Real Estate Law in Missouri
In Fredericktown, real estate law can affect just about anything involving the use, purchase, or sale of land and fixtures to land, such as buildings.
The large volume of laws regulating real estate in Fredericktown might seem overwhelming to the uninitiated. Indeed, they can get very complicated, especially when issues about title defects or construction disputes are involved.
Therefore, it's a good idea to learn some of the basics of Fredericktown's real estate laws.
Knowing the law can serve you in a variety of ways: it can put you in a better negotiating position, it can help you spot unlawful terms in lease agreements, and confirm that you know your rights if a conflict arises, among other things.
Common Real Estate Law Issues in Fredericktown
Financing: Most individuals are unable to make major real estate purchases in Fredericktown with cash, because few people have that kind of money on hand. Thus, to buy real estate, most entities use a mortgage. This is a loan used to buy a piece of property. When the loan is authorized, and the property purchased, the lender holds a security interest in the property until the loan is paid off, with interest.
Zoning: Zoning regulations control what types of structures are allowed on various parcels, based on their location in a municipality. For example, some areas in a city might be zoned only for residential use. Another area might permit industrial use. These rules are meant to keep property values up, and promote harmony among neighbors by preventing conflicts.
Duty to Disclose: sellers of real estate, particularly houses and other residential property, are legally bound to tell the buyer about any defects in the property that the seller knows about, and that the buyer couldn't easily discover on his own (mold or termite problems are prevalent examples). If the seller fails to make such disclosures, he or she could be liable for any harm the defect causes to the buyer, as well as the cost of repairing it.
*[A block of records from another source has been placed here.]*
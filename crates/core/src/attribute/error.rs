use std::fmt;

use thiserror::Error;

/// One step in the path from the item root to a nested value.
#[derive(Debug, Clone, PartialEq, Eq)]
pub enum Segment {
    Field(String),
    Index(usize),
}

/// Location of a value inside an item, rendered as `items[2].modifiers[0].priceDelta`.
///
/// Paths are assembled while an error propagates back to the root: every
/// enclosing list or map prepends its own segment.
#[derive(Debug, Clone, Default, PartialEq, Eq)]
pub struct FieldPath(Vec<Segment>);

impl FieldPath {
    pub fn is_root(&self) -> bool {
        self.0.is_empty()
    }

    fn prepend(&mut self, segment: Segment) {
        self.0.insert(0, segment);
    }
}

impl fmt::Display for FieldPath {
    fn fmt(&self, f: &mut fmt::Formatter<'_>) -> fmt::Result {
        if self.0.is_empty() {
            return f.write_str("<root>");
        }
        for (i, segment) in self.0.iter().enumerate() {
            match segment {
                Segment::Field(name) if i == 0 => write!(f, "{name}")?,
                Segment::Field(name) => write!(f, ".{name}")?,
                Segment::Index(index) => write!(f, "[{index}]")?,
            }
        }
        Ok(())
    }
}

/// Reasons a domain value cannot be turned into an attribute tree.
#[derive(Debug, Clone, PartialEq, Eq)]
pub enum MarshalErrorKind {
    /// The top-level value is not a record or map.
    NotARecord(&'static str),
    /// NaN or infinite floats have no decimal representation.
    NonFiniteNumber,
    /// A value type with no attribute representation (raw bytes).
    Unsupported(&'static str),
    /// Decimal text the store cannot hold (precision or magnitude).
    NumberOutOfRange(String),
    /// Nesting deeper than the store allows, usually a back-referenced graph.
    DepthLimitExceeded(usize),
    /// Error raised by a `Serialize` implementation.
    Custom(String),
}

impl fmt::Display for MarshalErrorKind {
    fn fmt(&self, f: &mut fmt::Formatter<'_>) -> fmt::Result {
        match self {
            MarshalErrorKind::NotARecord(found) => {
                write!(f, "top-level value must be a record, found {found}")
            }
            MarshalErrorKind::NonFiniteNumber => f.write_str("number is NaN or infinite"),
            MarshalErrorKind::NumberOutOfRange(text) => {
                write!(f, "number {text} exceeds the store's precision or magnitude")
            }
            MarshalErrorKind::Unsupported(what) => write!(f, "{what} cannot be represented"),
            MarshalErrorKind::DepthLimitExceeded(limit) => {
                write!(f, "nesting exceeds {limit} levels (cyclic value?)")
            }
            MarshalErrorKind::Custom(msg) => f.write_str(msg),
        }
    }
}

/// Error raised by the marshaller.
#[derive(Debug, Clone, PartialEq, Eq, Error)]
#[error("cannot marshal `{path}`: {kind}")]
pub struct MarshalError {
    pub path: FieldPath,
    pub kind: MarshalErrorKind,
}

impl MarshalError {
    pub(crate) fn new(kind: MarshalErrorKind) -> Self {
        Self {
            path: FieldPath::default(),
            kind,
        }
    }

    pub(crate) fn within(mut self, segment: Segment) -> Self {
        self.path.prepend(segment);
        self
    }
}

impl serde::ser::Error for MarshalError {
    fn custom<T: fmt::Display>(msg: T) -> Self {
        Self::new(MarshalErrorKind::Custom(msg.to_string()))
    }
}

/// Error raised by the unmarshaller, naming the offending field path.
#[derive(Debug, Clone, PartialEq, Eq, Error)]
#[error("cannot unmarshal `{path}`: {message}")]
pub struct UnmarshalError {
    pub path: FieldPath,
    pub message: String,
}

impl UnmarshalError {
    pub(crate) fn within(mut self, segment: Segment) -> Self {
        self.path.prepend(segment);
        self
    }
}

impl serde::de::Error for UnmarshalError {
    fn custom<T: fmt::Display>(msg: T) -> Self {
        Self {
            path: FieldPath::default(),
            message: msg.to_string(),
        }
    }
}
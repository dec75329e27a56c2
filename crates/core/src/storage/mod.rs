mod entity;
mod error;
mod http_mapping;
mod memory;
mod repository;
mod traits;
mod types;

pub use entity::timestamp_now;
pub use error::{RepositoryError, Result, StoreError};
pub use http_mapping::repository_error_to_status_code;
pub use memory::MemoryStore;
pub use repository::{Repository, CATEGORY_ATTRIBUTE};
pub use traits::{Entity, KeyValueStore};
pub use types::{KeyCondition, StoreOperation, TableDescription};
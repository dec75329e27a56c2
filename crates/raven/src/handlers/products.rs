use axum::{
    extract::{Path, Query, State},
    http::StatusCode,
    response::IntoResponse,
    Json,
};
use serde::Deserialize;

use raven_core::catalog::{validate_product, Product};
use raven_core::storage::RepositoryError;

use crate::{handlers::AppError, state::AppState};

/// Query parameters for listing products.
#[derive(Debug, Deserialize)]
#[serde(rename_all = "camelCase")]
pub struct ListProductsQuery {
    /// Restrict the listing to one category (served from the category index).
    pub category_id: Option<String>,
}

fn not_found(id: String) -> RepositoryError {
    RepositoryError::NotFound {
        entity_type: "Product",
        id,
    }
}

/// List products, optionally by category (GET /api/products).
pub async fn list_products(
    State(state): State<AppState>,
    Query(query): Query<ListProductsQuery>,
) -> Result<Json<Vec<Product>>, AppError> {
    let products = match query.category_id.as_deref().map(str::trim) {
        Some(category_id) if !category_id.is_empty() => {
            state.products.find_by_category(category_id).await?
        }
        _ => state.products.find_all().await?,
    };
    Ok(Json(products))
}

/// Create a product (POST /api/products).
pub async fn create_product(
    State(state): State<AppState>,
    Json(product): Json<Product>,
) -> Result<impl IntoResponse, AppError> {
    validate_product(&product)?;
    let created = state.products.create(product).await?;
    tracing::info!(product_id = %created.id, category_id = %created.category_id, "created product");
    Ok((StatusCode::CREATED, Json(created)))
}

/// Get a single product by ID (GET /api/products/{id}).
pub async fn get_product(
    State(state): State<AppState>,
    Path(id): Path<String>,
) -> Result<Json<Product>, AppError> {
    let product = state
        .products
        .find_by_id(&id)
        .await?
        .ok_or_else(|| not_found(id))?;
    Ok(Json(product))
}

/// Replace a product (PUT /api/products/{id}).
pub async fn update_product(
    State(state): State<AppState>,
    Path(id): Path<String>,
    Json(product): Json<Product>,
) -> Result<Json<Product>, AppError> {
    validate_product(&product)?;
    let updated = state.products.update(&id, product).await?;
    Ok(Json(updated))
}

/// Delete a product (DELETE /api/products/{id}).
pub async fn delete_product(
    State(state): State<AppState>,
    Path(id): Path<String>,
) -> Result<StatusCode, AppError> {
    if state.products.delete(&id).await? {
        Ok(StatusCode::NO_CONTENT)
    } else {
        Err(not_found(id).into())
    }
}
If the seller intentionally conceals or lies about the defect, he or she might also face punitive damages.
Implied Warranties: Every lease of a residential unit in Fredericktown carries with it an implicit promise by the owner that the unit will meet some basic minimum requirements for human habitability. There are many factors that go into deciding if an unit is "habitable," but there are a few essentials, and they include running water, heat, electricity, and adequate shelter from the elements.
Can a Fredericktown Real Estate Lawyer Help?
These issues, along with many others, can sometimes be fairly confusing. Therefore, you should never hesitate to consult with a Fredericktown real estate attorney if you have any questions.